Dalam perkembangan sastra
akhir-akhir ini, karya sastra dapat dikelompokkan menjadi dua kelompok, yaitu
(a) sastra imajinatif, dan (b) sastra non-imajinatif.
Sastra imajinatif mempunyai ciri ciri
sebagai berikut:
1.
Isinya
bersifat khayali
2.
Menggunakan
bahasa yang konotatif
3.
Memenuhi
syarat-syarat estetika seni.
Sedangkan sastra non-imajinatif
mempunyai ciri-ciri sebagai berikut:
1.
Isinya
menekankan unsur faktual/faktanya.
2.
Menggunakan
bahasa yang cenderung denotatif.
3.
Memenuhi
unsur-unsur estetika seni.
Dengan demikian dapat dikatakan
bahwa kesamaan antara sastra imajinatif dan non-imajinatif adalah masalah estetika
seni. Unsur estetika seni meliputi keutuhan (unity), keselarasan (harmony),
keseimbangan (balance), fokus/pusat penekanan suatu unsur (right emphasis).
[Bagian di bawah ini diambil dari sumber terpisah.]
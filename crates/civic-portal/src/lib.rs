// civic-portal library: store selection and the non-interactive commands
pub mod commands;
pub mod config;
Sedangkan perbedaannya terletak pada isi dan bahasanya. Isi sastra imajinatif
sepenuhnya bersifat khayal/fiktif, sedangkan isi sastra non-imajinantif
didominasi oleh fakta-fakta. Bahasa sastra imajinatif cenderung konotatif,
sedangkan bahasa sastra non-imajinatif cenderung denotatif.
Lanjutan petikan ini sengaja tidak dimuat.